以下のデータは、このメールが実際にどこから来たのかを示す「動かぬ証拠」です。カッコ内のIPアドレスは、偽装不可能な送信者の識別情報です。

項目 解析内容
Received情報 from aaa.co.jp (183179117106.ctinets.com [183.179.117.106])
送信ドメイン aaa.co.jp (受信者のドメインを盗用)
送信IPアドレス 183.179.117.106
送信ホスト名 183179117106.ctinets.com
設置国 Hong Kong (HK)


送信経路を辿ると、香港のプロバイダー(ctinets.com)の一般回線が利用されていることが分かります。組織の公式メールが海外の一般回線から送られることは技術的にあり得ず、このIPアドレスは攻撃者が踏み台として利用しているものと断定できます。


→ [本レポートの根拠:送信元IP回線解析データ]

 

■ 誘導先リンク・ドメイン詳細


リンク設置箇所: 本文中のURLテキスト
解析対象URL: https://kinigivideo.gr/image/catalog/2025/Kagoya/Active!mail.html?※※
※安全のため、URLの一部に伏せ字(※)を入れ、直接のリンクを物理的に無効化しています。

【セキュリティブロック】
Google Safe Browsingおよびウイルスバスター等の主要システムにより、フィッシング詐欺サイトとして既に強力にブロックされています。

 

■ サイト回線関連情報

ドメイン名 kinigivideo.gr
IPアドレス 103.21.58.226
ホスティング社 Cloudflare, Inc. (米国)
United States (US)
ドメイン登録日 登録日が極めて最近(数ヶ月以内)です。

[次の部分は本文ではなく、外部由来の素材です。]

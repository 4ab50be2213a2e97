use crate::config::UiConfig;
use crate::controller::Controller;
use crate::ui::app::App;
use crate::ui::events::{AppEvent, EventHandler};
use crate::ui::input::handle_key;
use crate::ui::render::draw;
use crate::ui::terminal_guard::setup_terminal;
use std::io;
use std::sync::mpsc::RecvTimeoutError;
use std::time::{Duration, Instant};
use tokio::runtime::Handle;

/// Run the interactive front-end until the user quits.
///
/// Blocks the calling thread; generation runs on `runtime`.
pub fn run(controller: Controller, config: &UiConfig, runtime: Handle) -> io::Result<()> {
    let (mut terminal, guard) = setup_terminal()?;
    let tick_rate = Duration::from_millis(config.tick_ms);
    let events = EventHandler::new(tick_rate);
    let mut app = App::new(controller, runtime, events.sender());
    if let Ok((cols, rows)) = crossterm::terminal::size() {
        app.on_resize(cols, rows);
    }

    tracing::info!("Interactive session started");

    loop {
        terminal.draw(|frame| draw(frame, &app))?;
        if app.should_quit() {
            break;
        }

        match events.next(tick_rate) {
            Ok(AppEvent::Key(key)) => handle_key(&mut app, key),
            Ok(AppEvent::Tick) => app.on_tick(Instant::now()),
            Ok(AppEvent::Resize(cols, rows)) => app.on_resize(cols, rows),
            Ok(AppEvent::Generation(outcome)) => app.on_generation(outcome),
            Err(RecvTimeoutError::Timeout) => {}
            Err(RecvTimeoutError::Disconnected) => break,
        }
    }

    drop(guard);
    tracing::info!("Interactive session ended");
    Ok(())
}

これは攻撃者が今回のキャンペーンのために、足がつきにくいギリシャの「.gr」ドメインを新規取得した証拠です。

「kinigivideo.gr」という全く無関係な名称のドメインを使用していること自体が、組織のシステムではないことの証明です。現在もこのサイトは稼働しており、Active! mailの認証情報を盗み取る待機状態にあります。

→ [本レポートの根拠:リンク先IP回線解析データ]

 

■ 詐欺サイトの視覚的実例


実際にリンク先で表示されるフィッシング画面です。正規の「Active! mail」ログイン画面をそのままコピーしており、URLを確認しない限り騙されてしまうほど精巧です。

【 警告:この画面は偽物です。認証情報を絶対に入力しないでください 】

 

■ まとめと過去事例との比較


今回の事例は、ターゲット組織(aaa.co.jp)のドメインを逆手に取った非常に悪質な手法です。過去の事例では送信元が全く無関係なフリーメールであることも多かったですが、本件のように「内部送信を装う」ことで、組織全体のセキュリティ意識を試すような動きが見られます。
【公式サイトの注意喚起】

利用しているメールサーバーや組織の公式サイトにて、類似のフィッシング詐欺に関する緊急の案内が出ていないか改めて確認してください。